Description: The distance function of an image structure. (Contributed by Mario Carneiro, 20-Aug-2015.) (Revised by AV, 6-Oct-2020.)

**Hypotheses**
Ref	Expression
imasbas.u	⊢ (𝜑 → 𝑈 = (𝐹 “_s 𝑅))
imasbas.v	⊢ (𝜑 → 𝑉 = (Base‘𝑅))
imasbas.f	⊢ (𝜑 → 𝐹:𝑉–onto→𝐵)
imasbas.r	⊢ (𝜑 → 𝑅 ∈ 𝑍)
imasds.e	⊢ 𝐸 = (dist‘𝑅)
imasds.d	⊢ 𝐷 = (dist‘𝑈)
imasdsval.x	⊢ (𝜑 → 𝑋 ∈ 𝐵)
imasdsval.y	⊢ (𝜑 → 𝑌 ∈ 𝐵)
imasdsval.s	⊢ 𝑆 = {ℎ ∈ ((𝑉 × 𝑉) ↑_m (1...𝑛)) ∣ ((𝐹‘(1^st ‘(ℎ‘1))) = 𝑋 ∧ (𝐹‘(2^nd ‘(ℎ‘𝑛))) = 𝑌 ∧ ∀𝑖 ∈ (1...(𝑛 − 1))(𝐹‘(2^nd ‘(ℎ‘𝑖))) = (𝐹‘(1^st ‘(ℎ‘(𝑖 + 1)))))}
imasds.u	⊢ 𝑇 = (𝐸 ↾ (𝑉 × 𝑉))

**Assertion**
Ref	Expression
imasdsval2	⊢ (𝜑 → (𝑋𝐷𝑌) = inf(∪ 𝑛 ∈ ℕ ran (𝑔 ∈ 𝑆 ↦ (ℝ^_𝑠 Σ_g (𝑇 ∘ 𝑔))), ℝ^, < ))

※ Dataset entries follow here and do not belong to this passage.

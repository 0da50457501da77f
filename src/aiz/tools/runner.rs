// SPDX-License-Identifier: MIT

//! Subprocess execution behind a trait so tools can be tested without a shell

use async_trait::async_trait;
use std::io;
use std::process::Stdio;
use std::time::Duration;
use tokio::process::Command;

/// Captured result of a finished process
#[derive(Debug, Clone, PartialEq, Eq)]
pub struct CommandOutput {
    pub success: bool,
    pub stdout: String,
    pub stderr: String,
}

#[derive(Debug)]
pub enum RunError {
    /// The program does not exist
    NotFound,
    /// The process exceeded its time budget and was killed
    TimedOut,
    Io(io::Error),
}

#[async_trait]
pub trait CommandRunner: Send + Sync {
    /// Run `program` with `args`, killing it once `timeout` elapses
    async fn run(
        &self,
        program: &str,
        args: &[String],
        timeout: Duration,
    ) -> Result<CommandOutput, RunError>;
}

/// Runs processes with `tokio::process`
#[derive(Debug, Clone, Copy, Default)]
pub struct ShellRunner;

#[async_trait]
impl CommandRunner for ShellRunner {
    async fn run(
        &self,
        program: &str,
        args: &[String],
        timeout: Duration,
    ) -> Result<CommandOutput, RunError> {
        log::debug!("Spawning {} {:?}", program, args);
        let mut command = Command::new(program);
        command
            .args(args)
            .stdin(Stdio::null())
            .stdout(Stdio::piped())
            .stderr(Stdio::piped())
            .kill_on_drop(true);
        // Leads its own group so a timeout reaches everything it started
        #[cfg(unix)]
        command.process_group(0);

        let child = match command.spawn() {
            Ok(child) => child,
            Err(e) if e.kind() == io::ErrorKind::NotFound => return Err(RunError::NotFound),
            Err(e) => return Err(RunError::Io(e)),
        };
        let pid = child.id();

        let output = match tokio::time::timeout(timeout, child.wait_with_output()).await {
            Err(_) => {
                kill_group(pid);
                return Err(RunError::TimedOut);
            }
            Ok(Err(e)) => return Err(RunError::Io(e)),
            Ok(Ok(output)) => output,
        };

        Ok(CommandOutput {
            success: output.status.success(),
            stdout: String::from_utf8_lossy(&output.stdout).into_owned(),
            stderr: String::from_utf8_lossy(&output.stderr).into_owned(),
        })
    }
}

#[cfg(unix)]
fn kill_group(pid: Option<u32>) {
    let Some(pid) = pid else { return };
    // SAFETY: killpg only sends a signal; the group id is the child's pid
    let rc = unsafe { libc::killpg(pid as libc::pid_t, libc::SIGKILL) };
    if rc != 0 {
        log::debug!(
            "Could not kill process group {}: {}",
            pid,
            io::Error::last_os_error()
        );
    }
}

#[cfg(not(unix))]
fn kill_group(_pid: Option<u32>) {}
//! Simulation entity types and the values they are built from.
//!
//! Submodules overview:
//! - [`burst`] – burst parameters and the particle fan-out of a fuse expiry
//! - [`firework`] – tagged variant over the entities the registry owns
//! - [`particle`] – a single aging, falling burst particle
//! - [`physics`] – gravity and wind integration shared by all bodies
//! - [`rocket`] – the flight phase, fuse, and launch parameters
//! - [`spawner`] – fixed-position, fixed-interval rocket launcher (ECS component)
//! - [`sprite`] – per-entity draw record and the draw surface trait
//! - [`theme`] – color palette shared by a rocket and its burst

pub mod burst;
pub mod firework;
pub mod particle;
pub mod physics;
pub mod rocket;
pub mod spawner;
pub mod sprite;
pub mod theme;
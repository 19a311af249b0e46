//! Error type for simulation construction and startup.
//!
//! The frame loop itself never fails: every fallible operation happens when an
//! entity, spawner, or configuration is built, so invalid values are rejected
//! before they can reach the registry.

use thiserror::Error;

/// Errors raised when building simulation objects or loading startup assets.
#[derive(Error, Debug, Clone, PartialEq)]
pub enum SimError {
    /// A duration, interval, or count that must be strictly positive was not.
    #[error("{what} must be positive and finite, got {value}")]
    NonPositive { what: &'static str, value: f32 },

    /// A `[min, max]` range was empty, inverted, or negative.
    #[error("{what} range is invalid: [{min}, {max}]")]
    InvalidRange {
        what: &'static str,
        min: f32,
        max: f32,
    },

    /// The palette has no themes to pick from.
    #[error("palette has no themes")]
    EmptyPalette,

    /// The configuration file could not be read, parsed, or written.
    #[error("config error: {0}")]
    Config(String),

    /// A theme texture could not be created.
    #[error("texture error: {0}")]
    Texture(String),
}

/// Reject anything that is not a strictly positive, finite number.
pub(crate) fn ensure_positive(what: &'static str, value: f32) -> Result<f32, SimError> {
    if value.is_finite() && value > 0.0 {
        Ok(value)
    } else {
        Err(SimError::NonPositive { what, value })
    }
}

/// Reject ranges that are inverted, non-finite, or start below zero.
pub(crate) fn ensure_range(what: &'static str, min: f32, max: f32) -> Result<(), SimError> {
    if min.is_finite() && max.is_finite() && min >= 0.0 && min <= max {
        Ok(())
    } else {
        Err(SimError::InvalidRange { what, min, max })
    }
}

#[cfg(test)]
mod tests {
    use super::*;

    #[test]
    fn test_ensure_positive_accepts_positive() {
        assert_eq!(ensure_positive("fuse", 1.5), Ok(1.5));
    }

    #[test]
    fn test_ensure_positive_rejects_zero_negative_and_nan() {
        assert!(ensure_positive("fuse", 0.0).is_err());
        assert!(ensure_positive("fuse", -1.0).is_err());
        assert!(ensure_positive("fuse", f32::NAN).is_err());
        assert!(ensure_positive("fuse", f32::INFINITY).is_err());
    }

    #[test]
    fn test_ensure_range() {
        assert!(ensure_range("speed", 1.0, 2.0).is_ok());
        assert!(ensure_range("speed", 2.0, 2.0).is_ok());
        assert!(ensure_range("speed", 3.0, 2.0).is_err());
        assert!(ensure_range("speed", -1.0, 2.0).is_err());
    }

    #[test]
    fn test_error_messages() {
        let e = SimError::NonPositive {
            what: "interval",
            value: 0.0,
        };
        assert_eq!(e.to_string(), "interval must be positive and finite, got 0");
        assert_eq!(SimError::EmptyPalette.to_string(), "palette has no themes");
    }
}
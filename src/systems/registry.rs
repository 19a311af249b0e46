//! Registry update system.
//!
//! Runs the per-frame update pass of the [`Registry`]: physics, fuse and
//! lifetime countdown, bursts, and pruning of expired entities.

use bevy_ecs::prelude::*;

use crate::resources::registry::Registry;
use crate::resources::simcontext::SimContext;
use crate::resources::worldtime::WorldTime;

/// Update every registry entity once with the scaled frame delta.
///
/// A paused frame (zero delta) skips the pass entirely so nothing ages.
pub fn registry_update_system(
    time: Res<WorldTime>,
    mut ctx: ResMut<SimContext>,
    mut registry: ResMut<Registry>,
) {
    let dt = time.delta;
    if dt <= 0.0 {
        return;
    }
    registry.update_all(dt, &mut ctx);
}
//! Input systems.
//!
//! - [`update_input_state`] reads hardware input from Raylib each frame and
//!   writes the results into [`crate::resources::input::InputState`].
//! - [`wind_control_system`] turns that state into wind and pause changes.
//! - [`scene_control_system`] clears the registry and saves the config.
use bevy_ecs::prelude::*;
use log::{error, info};

use crate::events::switchdebug::SwitchDebugEvent;
use crate::resources::input::{BoolState, InputState};
use crate::resources::registry::Registry;
use crate::resources::simconfig::SimConfig;
use crate::resources::simcontext::SimContext;
use crate::resources::worldtime::WorldTime;

/// Wind change per key press, in world units per second squared.
pub const WIND_STEP: f32 = 20.0;

/// Poll Raylib for keyboard input and update the `InputState` resource.
pub fn update_input_state(
    mut input: ResMut<InputState>,
    rl: NonSendMut<raylib::RaylibHandle>,
    mut commands: Commands,
) {
    let poll = |state: &mut BoolState| {
        state.active = rl.is_key_down(state.key_binding);
        state.just_pressed = rl.is_key_pressed(state.key_binding);
    };
    poll(&mut input.wind_left);
    poll(&mut input.wind_right);
    poll(&mut input.wind_reset);
    poll(&mut input.pause);
    poll(&mut input.mode_debug);
    poll(&mut input.clear_scene);
    poll(&mut input.save_config);

    if input.mode_debug.just_pressed {
        commands.trigger(SwitchDebugEvent {});
    }
}

/// Apply wind and pause keys.
pub fn wind_control_system(
    input: Res<InputState>,
    mut ctx: ResMut<SimContext>,
    mut time: ResMut<WorldTime>,
) {
    if input.wind_left.just_pressed {
        let wind = ctx.adjust_wind(-WIND_STEP);
        info!("Wind speed: {:.1}", wind);
    }
    if input.wind_right.just_pressed {
        let wind = ctx.adjust_wind(WIND_STEP);
        info!("Wind speed: {:.1}", wind);
    }
    if input.wind_reset.just_pressed {
        ctx.set_wind_speed(0.0);
        info!("Wind speed reset");
    }
    if input.pause.just_pressed {
        time.toggle_pause();
        info!("{}", if time.is_paused() { "Paused" } else { "Resumed" });
    }
}

/// Clear the sky on `C`, write the config file on F5.
///
/// The saved wind is the live value, so a tuned breeze survives a restart.
pub fn scene_control_system(
    input: Res<InputState>,
    ctx: Res<SimContext>,
    mut config: ResMut<SimConfig>,
    mut registry: ResMut<Registry>,
) {
    if input.clear_scene.just_pressed {
        let live = registry.len();
        registry.clear();
        info!("Cleared {} live entities", live);
    }
    if input.save_config.just_pressed {
        config.wind_speed = ctx.wind_speed();
        if let Err(e) = config.save_to_file() {
            error!("{e}");
        }
    }
}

Distinct variable groups: 𝑔,ℎ,𝑖,𝑛,𝐹 𝑅,𝑔,ℎ,𝑖,𝑛 𝜑,𝑔,ℎ,𝑖,𝑛 ℎ,𝑋,𝑛 𝑆,𝑔 𝑔,𝑉,ℎ ℎ,𝑌,𝑛 Allowed substitution hints: 𝐵(𝑔,ℎ,𝑖,𝑛) 𝐷(𝑔,ℎ,𝑖,𝑛) 𝑆(ℎ,𝑖,𝑛) 𝑇(𝑔,ℎ,𝑖,𝑛) 𝑈(𝑔,ℎ,𝑖,𝑛) 𝐸(𝑔,ℎ,𝑖,𝑛) 𝑉(𝑖,𝑛) 𝑋(𝑔,𝑖) 𝑌(𝑔,𝑖) 𝑍(𝑔,ℎ,𝑖,𝑛)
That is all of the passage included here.